Hi Anagha,

I am going to draw the circle with its center at the origin $O$ in the Cartesian plane. I am going to identify a point $P$ on the circle by the measure $t$ of the angle between positive X-axis and the line segment from $P$ to $O,$ measured counterclockwise from the positive X-axis.

The problem is that $P$ is an unknown point on the circumference of the circle and there is a spinner attached at $O.$ Spin the spinner. What is the probability that it stops, pointing at $P?$

Suppose the probability is $Pr.$ Start by dividing the circumference of the circle with the X-axis.
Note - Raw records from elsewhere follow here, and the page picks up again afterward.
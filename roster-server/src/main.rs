//! Roster server binary

use anyhow::Result;
use clap::Parser;
use roster_config::{ConfigLoader, RosterConfig};
use roster_server::{Cli, Server};

#[tokio::main]
async fn main() -> Result<()> {
    let cli = Cli::parse();

    if cli.print_config {
        println!("{}", RosterConfig::generate_sample());
        return Ok(());
    }

    let mut config = ConfigLoader::new().load(cli.config.as_deref())?;
    cli.apply_overrides(&mut config)?;

    let server = Server::new(config).await?;
    server.start().await
}
//! Comment repository implementation

use async_trait::async_trait;
use chrono::Utc;
use tracing::debug;

use roster_api_types::{Comment, CommentPatch, CommentPayload};
use roster_interfaces::{
    CommentRepository, CrudRepository, DatabaseError, DatabaseResult, QueryRepository, Repository,
};
use roster_query::{Page, RecordQuery};

use crate::store::{InMemoryStore, HEALTH_CHECK_TIMEOUT};

#[derive(Debug, Clone)]
pub struct InMemoryCommentRepository {
    store: InMemoryStore,
}

impl InMemoryCommentRepository {
    pub fn new(store: InMemoryStore) -> Self {
        Self { store }
    }
}

#[async_trait]
impl Repository for InMemoryCommentRepository {
    async fn health_check(&self) -> DatabaseResult<()> {
        self.store.read_within(HEALTH_CHECK_TIMEOUT).await?.check_comments()
    }
}

#[async_trait]
impl CrudRepository<Comment, CommentPayload> for InMemoryCommentRepository {
    async fn create(&self, new: CommentPayload) -> DatabaseResult<Comment> {
        let mut tables = self.store.write().await;
        tables.require_person(new.user_id)?;

        let id = tables.allocate_comment_id();
        let comment = new.into_comment(id, Utc::now());
        tables.comments.insert(id, comment.clone());

        debug!(comment_id = id, user_id = comment.user_id, excerpt = %comment.excerpt(), "Created comment");
        Ok(comment)
    }

    async fn find_by_id(&self, id: i64) -> DatabaseResult<Option<Comment>> {
        Ok(self.store.read().await.comments.get(&id).cloned())
    }

    /// Keeps `added`, refreshes `edited`
    async fn replace(&self, id: i64, new: CommentPayload) -> DatabaseResult<Comment> {
        let mut tables = self.store.write().await;
        tables.require_person(new.user_id)?;

        let comment = tables
            .comments
            .get_mut(&id)
            .ok_or_else(|| DatabaseError::not_found("Comment", id))?;
        comment.user_id = new.user_id;
        comment.content = new.content;
        comment.edited = Utc::now();

        Ok(comment.clone())
    }

    async fn delete(&self, id: i64) -> DatabaseResult<Comment> {
        self.store
            .write()
            .await
            .remove_comment(id)
            .ok_or_else(|| DatabaseError::not_found("Comment", id))
    }

    async fn count(&self) -> DatabaseResult<u64> {
        Ok(self.store.read().await.comments.len() as u64)
    }
}

#[async_trait]
impl QueryRepository<Comment> for InMemoryCommentRepository {
    async fn find(&self, query: &RecordQuery) -> DatabaseResult<Page<Comment>> {
        let tables = self.store.read().await;
        Ok(query.apply(tables.comments.values()))
    }
}

#[async_trait]
impl CommentRepository for InMemoryCommentRepository {
    async fn patch(&self, id: i64, patch: CommentPatch) -> DatabaseResult<Comment> {
        let mut tables = self.store.write().await;
        let comment = tables
            .comments
            .get_mut(&id)
            .ok_or_else(|| DatabaseError::not_found("Comment", id))?;
        patch.apply(comment, Utc::now());
        Ok(comment.clone())
    }

    async fn find_by_user(&self, user_id: i64, query: &RecordQuery) -> DatabaseResult<Page<Comment>> {
        let tables = self.store.read().await;
        if !tables.people.contains_key(&user_id) {
            return Err(DatabaseError::not_found("User", user_id));
        }

        Ok(query.apply(tables.comments.values().filter(|comment| comment.user_id == user_id)))
    }
}
//! # Roster Web Utilities
//!
//! Web plumbing shared by the Roster REST API: error responses, list query
//! extraction, CORS and request-id middleware, and the JSON envelopes used by
//! list and detail endpoints.
//!
//! ## Example
//!
//! ```rust,no_run
//! use axum::{middleware, routing::get, Router};
//! use roster_web::{
//!     extractors::ListParams,
//!     middleware::{cors_layer, request_id_middleware},
//! };
//!
//! async fn list_items(ListParams(query): ListParams) -> String {
//!     format!("limit={:?}", query.limit)
//! }
//!
//! # #[tokio::main]
//! # async fn main() {
//! let app: Router = Router::new()
//!     .route("/items", get(list_items))
//!     .layer(middleware::from_fn(request_id_middleware))
//!     .layer(cors_layer());
//!
//! let listener = tokio::net::TcpListener::bind("0.0.0.0:8000").await.unwrap();
//! axum::serve(listener, app).await.unwrap();
//! # }
//! ```

pub mod errors;
pub mod extractors;
pub mod middleware;
pub mod utils;

// Re-export commonly used types and functions
pub use errors::{WebError, WebResult};
pub use extractors::{FilterPath, IdPath, JsonBody, ListDefaults, ListParams, ListQuery};
pub use middleware::{cors_layer, cors_layer_with_config, error_handler_middleware, request_id_middleware, CorsConfig};
pub use utils::{Envelope, PageResponse};
//! Configuration error types

use thiserror::Error;

/// Configuration result type
pub type ConfigResult<T> = Result<T, ConfigError>;

/// Configuration errors
#[derive(Error, Debug)]
pub enum ConfigError {
    #[error("Failed to read config file: {0}")]
    FileReadError(#[from] std::io::Error),

    #[error("Failed to parse config: {0}")]
    ParseError(#[from] serde_yaml::Error),

    #[error("Environment variable error: {0}")]
    EnvError(String),

    /// A domain rejected its own settings
    #[error("Domain configuration error in {domain}: {message}")]
    DomainError { domain: String, message: String },
}
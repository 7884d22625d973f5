//! Logging configuration

use crate::error::ConfigResult;
use crate::validation::Validatable;
use serde::{Deserialize, Serialize};
use std::fmt;
use std::str::FromStr;

/// Logging configuration
#[derive(Debug, Clone, PartialEq, Eq, Serialize, Deserialize)]
#[serde(default)]
pub struct LoggingConfig {
    pub level: LogLevel,
    pub format: LogFormat,
    /// Include file and line in every event
    pub include_location: bool,
}

#[derive(Debug, Clone, Copy, Default, PartialEq, Eq, Serialize, Deserialize)]
#[serde(rename_all = "lowercase")]
pub enum LogLevel {
    Error,
    Warn,
    #[default]
    Info,
    Debug,
    Trace,
}

#[derive(Debug, Clone, Copy, Default, PartialEq, Eq, Serialize, Deserialize)]
#[serde(rename_all = "lowercase")]
pub enum LogFormat {
    Json,
    #[default]
    Text,
    Compact,
    Pretty,
}

impl Default for LoggingConfig {
    fn default() -> Self {
        Self {
            level: LogLevel::Info,
            format: LogFormat::Text,
            include_location: false,
        }
    }
}

impl LogLevel {
    pub fn as_str(&self) -> &'static str {
        match self {
            LogLevel::Error => "error",
            LogLevel::Warn => "warn",
            LogLevel::Info => "info",
            LogLevel::Debug => "debug",
            LogLevel::Trace => "trace",
        }
    }
}

impl fmt::Display for LogLevel {
    fn fmt(&self, f: &mut fmt::Formatter<'_>) -> fmt::Result {
        f.write_str(self.as_str())
    }
}

impl FromStr for LogLevel {
    type Err = String;

    fn from_str(s: &str) -> Result<Self, Self::Err> {
        match s.to_lowercase().as_str() {
            "error" => Ok(LogLevel::Error),
            "warn" | "warning" => Ok(LogLevel::Warn),
            "info" => Ok(LogLevel::Info),
            "debug" => Ok(LogLevel::Debug),
            "trace" => Ok(LogLevel::Trace),
            _ => Err(format!("Invalid log level: {}", s)),
        }
    }
}

impl FromStr for LogFormat {
    type Err = String;

    fn from_str(s: &str) -> Result<Self, Self::Err> {
        match s.to_lowercase().as_str() {
            "json" => Ok(LogFormat::Json),
            "text" => Ok(LogFormat::Text),
            "compact" => Ok(LogFormat::Compact),
            "pretty" => Ok(LogFormat::Pretty),
            _ => Err(format!("Invalid log format: {}", s)),
        }
    }
}

impl Validatable for LoggingConfig {
    /// Every combination of level, format and location is accepted
    fn validate(&self) -> ConfigResult<()> {
        Ok(())
    }

    fn domain_name(&self) -> &'static str {
        "logging"
    }
}
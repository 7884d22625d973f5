pub mod json;
pub mod path;
pub mod query;

// Re-export commonly used extractors
pub use json::JsonBody;
pub use path::{FilterPath, IdPath};
pub use query::{ListDefaults, ListParams, ListQuery};
//! Roster server
//!
//! Wires configuration, logging, the in-memory storage and the REST API
//! into a runnable HTTP server.

pub mod cli;
pub mod startup;

pub use cli::Cli;
pub use startup::{web_cors_config, Server};
pub mod comments;
pub mod health;
pub mod persons;
pub mod root;
pub mod votes;

// Re-export handler functions
pub use comments::*;
pub use health::*;
pub use persons::*;
pub use root::*;
pub use votes::*;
The two segments of the circumference are specified by

\[0^o \le t < 180^o \mbox{ and } 180^0 \le t < 360^{o}.\]

These segments are the same size and hence the probability that the spinner points at the segment containing $P$ is $\large \frac{1}{2}.$ Thus $Pr \le \large \frac{1}{2}.$

Further subdivide the circumference by adding the Y-axis to obtain the four segments

\[0^o \le t < 90^{o}, 90^o \le t < 180^{o}, 180^o \le t < 120^o\mbox{ and } 270^0 \le t < 360^{o}.\]

These segments are the same size and hence the probability that the spinner points at the segment containing $P$ is $\large \frac{1}{4} = \large \frac{1}{2^2}.$ Thus $Pr \le \large \frac{1}{2^2}.$

Further subdivide the circumference by adding the lines through the origin at $45^o$ and $135^{o}.$ This subdivides the circumference into $2^3 = 8$ segments and hence $Pr \le \large \frac{1}{2^3}.$

You can continue this process indefinitely, each time doubling the number of segments from the previous step. Hence at the $n^{th}$ step we have that $Pr \le \large \frac{1}{2^n}.$ We also know that the probability of any event is between 0 and 1 and hence, for all positive integers $n,$

\[ 0 \le Pr \le \frac{1}{2^n}.\]

As $n$ approaches infinity the sequence

\[\frac{1}{2}, \frac{1}{2^2}, \frac{1}{2^3}, \cdot \cdot \cdot, \frac{1}{2^n}, \cdot \cdot \cdot\]

approaches zero and hence we are forced to conclude that $Pr = 0.$

I hope this helps,

Harley